Rappelons qu’une séquence est un ensemble de plans se rapportant à une même action et se déroulant dans le même temps et dans le même lieu. « Le plan est l’unité créatrice du film : c’est la portion d’action enregistrée sur la pellicule ou sur le disque dur entre un démarrage de la caméra et son arrêt. Pour simplifier, le plan est le jeu de scène filmé entre les deux mots magiques du tournage : Action ! et Coupez [1] ! »

Au montage, un plan peut être scindé en plusieurs extraits, intercalés dans d’autres plans.

Utilisation du mot

Le mot scène au cinéma et dans l'audiovisuel n’a rien à voir avec le même mot dans son acception théâtrale (voir Scène (théâtre)).

Le mot scène au cinéma est utilisé par les scénaristes, quand ils sont encore dans l'étape de construction de la dramaturgie, au niveau de ce qu'ils nomment le « traitement », un texte qui donne les grandes lignes, les péripéties principales du film avec les personnages principaux. Par la suite, dans ce qui s'appelle la « continuité non dialoguée » et la « continuité dialoguée », le mot scène n'apparaît plus, le découpage en séquences l'ayant supplanté dans le « scénario » et plus tard dans le « découpage ». Mais il peut être utilisé par commodité pour rapporter le récit d'un film, puisqu'il englobe plusieurs séquences et se concentre sur les actions principales.

Exemples

Le mot scène, étant d'une utilisation restreinte (par les scénaristes), est parfois mal défini, aussi bien par le grand public que par ceux qui étudient l'écriture audiovisuelle. Dans son livre, La Dramaturgie, fondateur en France des ouvrages sur le sujet, Yves Lavandier lançait déjà le quiproquo entre séquence et scène, en donnant comme définition de la scène : « partie d'une œuvre dramatique présentant une action locale. Une scène dramatique peut se dérouler dans plusieurs décors différents, donc comprendre plusieurs scènes logistiques[2]. » Cette définition de la scène est exacte, mais ce que l'auteur définit ensuite comme étant des « scènes logistiques », correspond en fait à des séquences. Et sa définition personnelle de la séquence : « groupe de scènes réunies par le même sous-objectif[3]. », ne correspond à aucun usage dans le milieu des scénaristes français.

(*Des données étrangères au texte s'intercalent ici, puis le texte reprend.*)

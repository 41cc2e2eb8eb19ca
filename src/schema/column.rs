use std::fmt;
use chrono::Utc;
use uuid::Uuid;
use crate::core::types::Value;
use crate::schema::db_type::{DatabaseColumnType, DatabaseType};
use crate::schema::{ColumnId, TableId};

/// Host-side value type of a property
#[derive(Debug, Clone, PartialEq, Eq)]
pub enum HostType {
    Bool,
    Int16,
    Int32,
    Int64,
    Float32,
    Float64,
    String,
    Bytes,
    Uuid,
    DateTime,
    Date,
    IpAddr,
    /// Enumeration stored by label
    Enum(Vec<String>),
    /// A type the layer knows nothing about; needs an explicit column type
    Other(String),
}

impl fmt::Display for HostType {
    fn fmt(&self, f: &mut fmt::Formatter) -> fmt::Result {
        match self {
            HostType::Enum(values) => write!(f, "enum[{}]", values.join("|")),
            HostType::Other(name) => f.write_str(name),
            other => write!(f, "{:?}", other),
        }
    }
}

/// Value generated for a column when an insert leaves it unset
#[derive(Debug, Clone, PartialEq)]
pub enum DefaultValue {
    Static(Value),
    CurrentTimestamp,
    NewUuidV4,
    NewUuidV7,
}

impl DefaultValue {
    pub fn resolve(&self) -> Value {
        match self {
            DefaultValue::Static(v) => v.clone(),
            DefaultValue::CurrentTimestamp => Value::DateTime(Utc::now()),
            DefaultValue::NewUuidV4 => Value::Uuid(Uuid::new_v4()),
            DefaultValue::NewUuidV7 => Value::Uuid(Uuid::now_v7()),
        }
    }
}

/// Host-side description of the property a column is bound to
#[derive(Debug, Clone)]
pub struct ValueProperty {
    pub name: String,
    pub host_type: HostType,
    pub default: Option<DefaultValue>,
}

#[derive(Debug, Clone)]
pub struct ColumnDefinition {
    pub id: ColumnId,
    pub name: String,
    pub db_types: Vec<DatabaseColumnType>,
    pub nullable: bool,
    pub auto_increment: bool,
    pub primary_key: bool,
    pub foreign_key: bool,
    pub property: ValueProperty,
    /// Filled once at schema build, one entry per concrete backend
    pub(crate) resolved: Vec<DatabaseColumnType>,
}

impl ColumnDefinition {
    pub fn table(&self) -> TableId {
        self.id.table
    }

    pub fn index(&self) -> usize {
        self.id.index
    }

    pub fn host_type(&self) -> &HostType {
        &self.property.host_type
    }

    /// Declared type for exactly this backend, without fallback
    pub fn declared_type(&self, database: DatabaseType) -> Option<&DatabaseColumnType> {
        self.db_types.iter().find(|t| t.database == database)
    }

    /// Resolved concrete type for a backend.
    ///
    /// Every column of a built schema resolves for every backend, so this only
    /// returns `None` for `DatabaseType::Default` without a declaration.
    pub fn db_type(&self, database: DatabaseType) -> Option<&DatabaseColumnType> {
        match database {
            DatabaseType::Default => self.declared_type(DatabaseType::Default),
            _ => self.resolved.iter().find(|t| t.database == database),
        }
    }
}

Elle correspond à la définition anglo-saxonne du mot "sequence". En France, la scène est souvent plus vaste qu'une séquence (aussi bien en termes de lieux que de temps), et une scène peut compter en son sein plusieurs séquences.

La Mort aux trousses

Exemple : dans un film très connu et étudié de nombreuses fois, La Mort aux trousses, une scène particulièrement célèbre est la "scène de l'avion". Celle-ci raconte comment le héros, Roger Thornhill, va à un rendez-vous dont il ne sait pas qu'il est un piège dont un avion sera l'arme inattendue.

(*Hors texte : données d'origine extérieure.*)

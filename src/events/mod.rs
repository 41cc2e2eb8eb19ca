pub mod weak;

pub use weak::WeakEventManager;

Cette scène comprend 5 séquences :

1/ Arrivée en bus de Roger Thornhill, seul, dans un décor de rase campagne, traversé par une grande route. Attente. Passages de nombreux véhicules.

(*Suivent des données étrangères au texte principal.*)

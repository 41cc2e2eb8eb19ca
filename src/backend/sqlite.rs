use std::path::{Path, PathBuf};
use std::time::Duration;
use parking_lot::Mutex;
use rusqlite::types::{Value as SqliteValue, ValueRef};
use rusqlite::{Connection, Statement};
use crate::backend::{BackendTransaction, Connector, ExecResult, ResultSet};
use crate::core::error::{Error, ErrorKind, Result};
use crate::core::types::Value;
use crate::dialect::DATETIME_TEXT_FORMAT;
use crate::query::sql::Sql;
use crate::schema::DatabaseType;

const BUSY_TIMEOUT: Duration = Duration::from_secs(5);

/// SQLite database file. Reads share one connection; every transaction
/// opens its own so a writer never blocks behind a reader's lock.
pub struct SqliteConnector {
    path: PathBuf,
    reader: Mutex<Connection>,
}

impl SqliteConnector {
    pub fn open(path: impl AsRef<Path>) -> Result<Self> {
        let path = path.as_ref().to_path_buf();
        let reader = open_connection(&path)?;
        // WAL lets the shared reader proceed while a transaction holds the write lock
        reader.query_row("PRAGMA journal_mode = WAL", [], |_| Ok(()))?;
        log::info!("opened SQLite database at {}", path.display());
        Ok(SqliteConnector {
            path,
            reader: Mutex::new(reader),
        })
    }

    pub fn path(&self) -> &Path {
        &self.path
    }
}

fn open_connection(path: &Path) -> Result<Connection> {
    let conn = Connection::open(path)?;
    conn.busy_timeout(BUSY_TIMEOUT)?;
    conn.execute_batch("PRAGMA foreign_keys = ON;")?;
    Ok(conn)
}

impl Connector for SqliteConnector {
    fn database_type(&self) -> DatabaseType {
        DatabaseType::Sqlite
    }

    fn query(&self, sql: &Sql) -> Result<ResultSet> {
        let conn = self.reader.lock();
        run_query(&conn, sql)
    }

    fn execute(&self, sql: &Sql) -> Result<ExecResult> {
        let conn = self.reader.lock();
        run_execute(&conn, sql)
    }

    fn begin(&self) -> Result<Box<dyn BackendTransaction>> {
        let conn = open_connection(&self.path)?;
        conn.execute_batch("BEGIN IMMEDIATE")?;
        Ok(Box::new(SqliteTransaction { conn, finished: false }))
    }
}

struct SqliteTransaction {
    conn: Connection,
    finished: bool,
}

impl BackendTransaction for SqliteTransaction {
    fn query(&mut self, sql: &Sql) -> Result<ResultSet> {
        run_query(&self.conn, sql)
    }

    fn execute(&mut self, sql: &Sql) -> Result<ExecResult> {
        run_execute(&self.conn, sql)
    }

    fn commit(mut self: Box<Self>) -> Result<()> {
        self.conn.execute_batch("COMMIT")?;
        self.finished = true;
        Ok(())
    }

    fn rollback(mut self: Box<Self>) -> Result<()> {
        self.finished = true;
        self.conn.execute_batch("ROLLBACK")?;
        Ok(())
    }
}

impl Drop for SqliteTransaction {
    fn drop(&mut self) {
        if !self.finished {
            if let Err(e) = self.conn.execute_batch("ROLLBACK") {
                log::warn!("rollback of abandoned SQLite transaction failed: {}", e);
            }
        }
    }
}

fn prepare<'c>(conn: &'c Connection, sql: &Sql) -> Result<Statement<'c>> {
    log::debug!("sqlite: {} ({} params)", sql.text, sql.params.len());
    let mut stmt = conn.prepare(&sql.text)?;
    for param in &sql.params {
        let marker = format!("@{}", param.name);
        let index = stmt.parameter_index(&marker)?.ok_or_else(|| {
            Error::new(
                ErrorKind::InvalidArgument,
                format!("statement has no parameter {}: {}", marker, sql.text),
            )
        })?;
        stmt.raw_bind_parameter(index, to_sqlite(&param.value))?;
    }
    Ok(stmt)
}

fn run_query(conn: &Connection, sql: &Sql) -> Result<ResultSet> {
    let mut stmt = prepare(conn, sql)?;
    let columns: Vec<String> = stmt.column_names().iter().map(|c| c.to_string()).collect();
    let mut rows = Vec::new();
    let mut cursor = stmt.raw_query();
    while let Some(row) = cursor.next()? {
        let mut values = Vec::with_capacity(columns.len());
        for i in 0..columns.len() {
            values.push(from_sqlite(row.get_ref(i)?));
        }
        rows.push(values);
    }
    Ok(ResultSet { columns, rows })
}

fn run_execute(conn: &Connection, sql: &Sql) -> Result<ExecResult> {
    let mut stmt = prepare(conn, sql)?;
    let affected = stmt.raw_execute()? as u64;
    let is_insert = sql.text.trim_start().get(..6).is_some_and(|s| s.eq_ignore_ascii_case("insert"));
    Ok(ExecResult {
        affected,
        last_insert_id: is_insert.then(|| conn.last_insert_rowid()),
    })
}

fn to_sqlite(value: &Value) -> SqliteValue {
    match value {
        Value::Null => SqliteValue::Null,
        Value::Bool(b) => SqliteValue::Integer(*b as i64),
        Value::Int(i) => SqliteValue::Integer(*i),
        Value::Float(f) => SqliteValue::Real(*f),
        Value::Text(s) => SqliteValue::Text(s.clone()),
        Value::Bytes(b) => SqliteValue::Blob(b.clone()),
        Value::Uuid(u) => SqliteValue::Text(u.hyphenated().to_string()),
        Value::DateTime(d) => SqliteValue::Text(d.format(DATETIME_TEXT_FORMAT).to_string()),
        Value::Date(d) => SqliteValue::Text(d.format("%Y-%m-%d").to_string()),
        Value::IpAddr(ip) => SqliteValue::Text(ip.to_string()),
    }
}

fn from_sqlite(value: ValueRef<'_>) -> Value {
    match value {
        ValueRef::Null => Value::Null,
        ValueRef::Integer(i) => Value::Int(i),
        ValueRef::Real(f) => Value::Float(f),
        ValueRef::Text(t) => Value::Text(String::from_utf8_lossy(t).into_owned()),
        ValueRef::Blob(b) => Value::Bytes(b.to_vec()),
    }
}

2/ Débarqué d'une voiture provenant d'un chemin, un quidam se place juste en face de Thornhill, de l'autre côté de la grande route. Les deux hommes s'observent en silence. Puis Thornhill traverse la route pour entamer un dialogue qui lui prouve que l'inconnu n'est pas l'homme qui lui a fixé ce rendez-vous. Le bus arrive, emportant le quidam.

3/ Un avion biplan à hélice, à peine remarqué par Thornhill, mais dont la trajectoire aléatoire a étonné le quidam, se dirige droit sur lui et le survole en le mitraillant. Jeu du chat et de la souris dans un champ de maïs. Alors que Thornhill se croit hors de vue, l'avion le fait déguerpir en déversant sur le champ un nuage d'insecticide.

4/ Thornhill est à découvert. Un camion citerne arrive au loin sur la grande route. Thornhill joue une carte de la dernière chance : il se dresse face au camion qui klaxonne et freine en catastrophe, tandis que l'avion, qui s'apprêtait à mitrailler de nouveau, décroche et va s'écraser sur la citerne qui prend feu. Explosion. (Forte musique). Thornhill est indemne, le chauffeur du camion aussi, les occupants de l'appareil ont de toute évidence péri dans l'accident. Des automobilistes assistent à l'incendie. Thornhill dérobe un pick-up et s'enfuit.

5/ (La musique se calme). Le pick-up, abandonné en ville, est examiné par un policier qui rédige une contravention. Fin de la scène de l'avion.

On remarque que chaque séquence de cette scène débute avec une arrivée nouvelle : Séquence 1 = Roger Thornhill, Séquence 2 = le quidam (l'illusoire red herring)[4], Séquence 3 = l'avion, la bête maléfique, comme dans Duel (pilote et mitrailleur ne sont jamais vus, contrairement à ce que prévoyait le scénario d'Ernest Lehman, qui avait proposé de montrer les occupants de l'avion), Séquence 4 = le chauffeur du camion (indemne, ce n'est pas un méchant), les automobilistes dont le propriétaire du pick-up, Séquence 5 = le policier. Cette division claire en séquences d'une scène permet ainsi de préparer la production de chaque séquence (personnages, véhicules, avion, effet spécial).

Pulp Fiction

Autre exemple de structuration en plans, séquences et scènes : début du film de Quentin Tarantino, Pulp Fiction.

Écran noir avec avertissement écrit en lettres blanches : définition du mot pulp. Plan muet.

Séquence 0. Pré-générique. Intérieur bar. Jour. Personnages : Pumpkin (Tim Roth), Yolanda (Amanda Plummer), serveuse.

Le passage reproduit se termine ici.